There was, somehow, less of it than I had expected; but I turned it over. “And these
things came round-?” “To the masters? Oh, yes!” he answered very simply. “But I
didn’t know they’d tell.” “The masters? They didn’t-they’ve never told. That’s why I
ask you.” He turned to me again his little beautiful fevered face. “Yes, it was too bad.”
“Too bad?” “What I suppose I sometimes said. To write home.” I can’t name the
exquisite pathos of the contradiction given to such a speech by such a speaker; I only
know that the next instant I heard myself throw off with homely force: “Stuff and
nonsense!” But the next after that I must have sounded stern enough. “What were these
things?” My sternness was all for his judge, his executioner; yet it made him avert
himself again, and that movement made me, with a single bound and an irrepressible
cry, spring straight upon him. For there again, against the glass, as if to blight his
confession and stay his answer, was the hideous author of our woe-the white face of
damnation. I felt a sick swim at the drop of my victory and all the return of my battle,
so that the wildness of my veritable leap only served as a great betrayal.
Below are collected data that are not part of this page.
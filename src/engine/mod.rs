// src/engine/mod.rs
//! Domain-agnostic extraction cascade.
//!
//! A [`Catalog`](types::Catalog) is data: ordered rules, each a compiled
//! pattern plus a reconstruction policy. The cascade is logic: it offers
//! every still-unresolved row to rule 1, then the remainder to rule 2, and
//! so on. Nothing here knows about dates or units; `specs` supplies that.

#[allow(clippy::module_inception)]
pub mod engine;
pub mod types;

pub use engine::{cascade, cascade_into};
pub use types::{CascadeStats, Catalog, CatalogError, MatchCase, Reconstruct, Rule, RuleSpec};
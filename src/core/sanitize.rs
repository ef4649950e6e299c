// src/core/sanitize.rs
use std::sync::LazyLock;

use regex::Regex;
use unicode_normalization::UnicodeNormalization;

use crate::config::consts::NOT_APPLICABLE;

/// Compatibility decomposition (NFKD). Ligatures, fullwidth brackets and
/// digits, and non-breaking spaces all fold to their plain forms.
pub fn nfkd(s: &str) -> String {
    s.nfkd().collect()
}

pub fn normalize_ws(s: &str) -> String {
    let mut out = String::with_capacity(s.len());
    let mut prev_space = false;
    for ch in s.chars() {
        if ch.is_whitespace() {
            if !prev_space { out.push(' '); prev_space = true; }
        } else { out.push(ch); prev_space = false; }
    }
    out.trim().to_string()
}

/// Leftover `.mw-parser-output … }` stylesheet text that table scraping
/// drags into cell values.
pub fn strip_parser_artifacts(s: &str) -> String {
    static ARTIFACT_RE: LazyLock<Regex> =
        LazyLock::new(|| Regex::new(r"\.mw-parser.+\}").expect("valid regex"));
    ARTIFACT_RE.replace_all(s, "").into_owned()
}

/// `None` for the "not applicable" marker, otherwise the cell.
pub fn applicable(cell: &str) -> Option<&str> {
    if cell.trim() == NOT_APPLICABLE { None } else { Some(cell) }
}
//! The Frame Cache layer (spec §4.B, §4.C): a bounded, predictive cache
//! over a decoded animated image's frame sequence, plus the `AnimatedImage`
//! type that owns it.

pub mod cache;
pub mod config;
pub mod debug;
pub mod image;

pub use cache::{FrameCache, FrameCacheParams};
pub use config::{tier_capacity, CacheConfig, MemoryTier};
pub use debug::DebugDelegate;
pub use image::AnimatedImage;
I saw him,
from the midst of my act, meet it with a divination, and on the perception that even
now he only guessed, and that the window was still to his own eyes free, I let the
impulse flame up to convert the climax of his dismay into the very proof of his
liberation. “No more, no more, no more!” I shrieked, as I tried to press him against me,
to my visitant.

“Is she here?” Miles panted as he caught with his sealed eyes the direction of my
words. Then as his strange “she” staggered me and, with a gasp, I echoed it, “Miss
Jessel, Miss Jessel!” he with a sudden fury gave me back.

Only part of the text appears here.